Overview of the message queue and the next kafka

Commonly used messaging middleware

Messaging middleware is a very important component of the large data current, decoupling applications to solve, asynchronous communication, flow control and other issues, to build an efficient, flexible, synchronous and asynchronous message transmission process, store and forward, scalable, and the final consistency of the stabilization system. Currently more distributed messaging middleware industry applications include: ActiveMQ, RabbitMQ, Kafka, RocketMQ, though they are distributed messaging middleware, but each use messaging middleware difference is still very large.

ActiveMQ

  • Advantages: Apache open-source, full feature set, multi-document, historic, multi-language support for the client, easy to use.

  • Disadvantages: Performance is relatively low, only supports the master-slave architecture, scalability poor.

RabbitMQ

  • Advantages: in Erlang language, performance than ActiveMQ, feature-rich, multi-protocol support (AMQP, XMPP, SMTP).
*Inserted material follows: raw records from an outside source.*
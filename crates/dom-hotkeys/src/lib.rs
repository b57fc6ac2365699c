//! DOM Hotkeys
//!
//! Key chord matching and a global `keydown` binding.
//! Matching works on plain [`KeyPress`] values so it can be tested off the browser.

use wasm_bindgen::closure::Closure;
use wasm_bindgen::JsCast;

/// Modifier requirement for a chord
#[derive(Clone, Copy, Debug, PartialEq, Eq)]
pub enum Modifier {
    /// No modifier required
    None,
    /// Ctrl on Windows/Linux or Cmd on macOS; either satisfies the chord
    CtrlOrMeta,
    Shift,
    Alt,
}

/// A key plus a required modifier. Extra modifiers do not prevent a match.
#[derive(Clone, Debug, PartialEq, Eq)]
pub struct KeyChord {
    pub key: String,
    pub modifier: Modifier,
}

/// Snapshot of a keyboard event
#[derive(Clone, Debug, Default, PartialEq, Eq)]
pub struct KeyPress {
    pub key: String,
    pub ctrl: bool,
    pub meta: bool,
    pub shift: bool,
    pub alt: bool,
}

impl KeyPress {
    pub fn new(key: impl Into<String>) -> Self {
        Self {
            key: key.into(),
            ..Default::default()
        }
    }

    pub fn with_ctrl(mut self) -> Self {
        self.ctrl = true;
        self
    }

    pub fn with_meta(mut self) -> Self {
        self.meta = true;
        self
    }

    pub fn with_shift(mut self) -> Self {
        self.shift = true;
        self
    }

    pub fn from_event(ev: &web_sys::KeyboardEvent) -> Self {
        Self {
            key: ev.key(),
            ctrl: ev.ctrl_key(),
            meta: ev.meta_key(),
            shift: ev.shift_key(),
            alt: ev.alt_key(),
        }
    }
}

impl KeyChord {
    pub fn new(key: impl Into<String>, modifier: Modifier) -> Self {
        Self {
            key: key.into(),
            modifier,
        }
    }

    /// Ctrl+`key` or Cmd+`key`
    pub fn ctrl_or_meta(key: impl Into<String>) -> Self {
        Self::new(key, Modifier::CtrlOrMeta)
    }

    pub fn matches(&self, press: &KeyPress) -> bool {
        if press.key != self.key {
            return false;
        }
        match self.modifier {
            Modifier::None => true,
            Modifier::CtrlOrMeta => press.ctrl || press.meta,
            Modifier::Shift => press.shift,
            Modifier::Alt => press.alt,
        }
    }
}

/// Bind a document-level keydown handler.
/// When `handler` returns true the browser default action is prevented.
pub fn bind_global_keydown<F>(handler: F)
where
    F: Fn(&KeyPress) -> bool + 'static,
{
    let on_keydown = Closure::<dyn FnMut(web_sys::KeyboardEvent)>::new(move |ev: web_sys::KeyboardEvent| {
        if handler(&KeyPress::from_event(&ev)) {
            ev.prevent_default();
        }
    });

    if let Some(win) = web_sys::window() {
        if let Some(doc) = win.document() {
            let _ = doc.add_event_listener_with_callback("keydown", on_keydown.as_ref().unchecked_ref());
        }
    }
    on_keydown.forget();
}
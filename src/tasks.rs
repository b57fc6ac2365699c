//! Task Scheduling
//!
//! Continuations for asynchronous browser work (file reads, clipboard writes,
//! toast timers) are queued on a single-threaded scheduler. Nothing here
//! supports cancellation: a queued task always runs.

use std::cell::RefCell;
use std::collections::VecDeque;
use std::time::Duration;

use any_spawner::Executor;

/// A continuation run on a later turn of the event loop
pub type Task = Box<dyn FnOnce()>;

/// Single-threaded continuation queue
pub trait Scheduler {
    /// Run `task` after the current synchronous work completes
    fn defer(&self, task: Task);

    /// Run `task` once `delay` has elapsed
    fn defer_after(&self, delay: Duration, task: Task);
}

/// Start the global executor behind `leptos::task::spawn_local`.
/// Must run before any `BrowserScheduler` or `BrowserClipboard` work.
pub fn init_browser_executor() {
    if Executor::init_wasm_bindgen().is_err() {
        log::debug!("task executor already initialized");
    }
}

/// Scheduler backed by the browser event loop
#[derive(Debug, Clone, Copy, Default)]
pub struct BrowserScheduler;

impl Scheduler for BrowserScheduler {
    fn defer(&self, task: Task) {
        leptos::task::spawn_local(async move { task() });
    }

    fn defer_after(&self, delay: Duration, task: Task) {
        let millis = u32::try_from(delay.as_millis()).unwrap_or(u32::MAX);
        gloo_timers::callback::Timeout::new(millis, task).forget();
    }
}

// ========================
// Manual Scheduler
// ========================

struct Timer {
    due: Duration,
    seq: u64,
    task: Task,
}

#[derive(Default)]
struct Queue {
    now: Duration,
    next_seq: u64,
    ready: VecDeque<Task>,
    timers: Vec<Timer>,
}

/// Deterministic scheduler with a virtual clock.
///
/// Deferred tasks run on `run_until_idle`; timers run on `advance`, ordered
/// by due time and then by scheduling order.
#[derive(Default)]
pub struct ManualScheduler {
    queue: RefCell<Queue>,
}

impl ManualScheduler {
    pub fn new() -> Self {
        Self::default()
    }

    /// Virtual time elapsed so far
    pub fn now(&self) -> Duration {
        self.queue.borrow().now
    }

    /// Number of timers not yet fired
    pub fn pending_timers(&self) -> usize {
        self.queue.borrow().timers.len()
    }

    /// Number of deferred tasks waiting for the next idle run
    pub fn pending_tasks(&self) -> usize {
        self.queue.borrow().ready.len()
    }

    /// Run deferred tasks, including ones they enqueue, until none remain
    pub fn run_until_idle(&self) {
        loop {
            // Borrow is released before the task runs so it can schedule more work
            let next = self.queue.borrow_mut().ready.pop_front();
            match next {
                Some(task) => task(),
                None => break,
            }
        }
    }

    /// Move the clock forward, firing every timer due within the window
    pub fn advance(&self, by: Duration) {
        let target = self.now() + by;
        loop {
            self.run_until_idle();
            let next = {
                let mut queue = self.queue.borrow_mut();
                let earliest = queue
                    .timers
                    .iter()
                    .enumerate()
                    .filter(|(_, t)| t.due <= target)
                    .min_by_key(|(_, t)| (t.due, t.seq))
                    .map(|(idx, _)| idx);
                earliest.map(|idx| {
                    let timer = queue.timers.remove(idx);
                    queue.now = timer.due;
                    timer.task
                })
            };
            match next {
                Some(task) => task(),
                None => break,
            }
        }
        self.queue.borrow_mut().now = target;
        self.run_until_idle();
    }
}

impl Scheduler for ManualScheduler {
    fn defer(&self, task: Task) {
        self.queue.borrow_mut().ready.push_back(task);
    }

    fn defer_after(&self, delay: Duration, task: Task) {
        let mut queue = self.queue.borrow_mut();
        let due = queue.now + delay;
        let seq = queue.next_seq;
        queue.next_seq += 1;
        queue.timers.push(Timer { due, seq, task });
    }
}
  • Cons: Although the performance is better than ActiveMQ, but better than Kafka, RocketMQ there are still gaps, only supports master-slave mode. Poor scalability

Kafka

  • Advantages: Apache open source, very high performance, reliability, and scalability of distributed, multi-language support.

  • Cons: management tool less and less support agreement

RocketMQ

  • Advantages: Apache open source, java language, learning the concept of Kafka, inherited the high performance and scalability. Function better support enterprise applications, such as the timing message.

kafka design goals

Providing a message to the time complexity is O1 persistence mode capability, even if the data of the TB-level access capability can be ensured a constant time level.

High throughput, even on an inexpensive commercial machine, or stand-alone do 100,000 per second transfer rate.

News news support partition, and a distributed consumption, consumption order to ensure that each partition

Support for offline data processing and real-time data processing

Online support level expansion

Characteristics of Kafka

  • High throughput, low latency: kafka can process hundreds of thousands of messages per second, which is the minimum delay of a few milliseconds each topic can be divided into a plurality of partition, consumer group to consume operations for partition.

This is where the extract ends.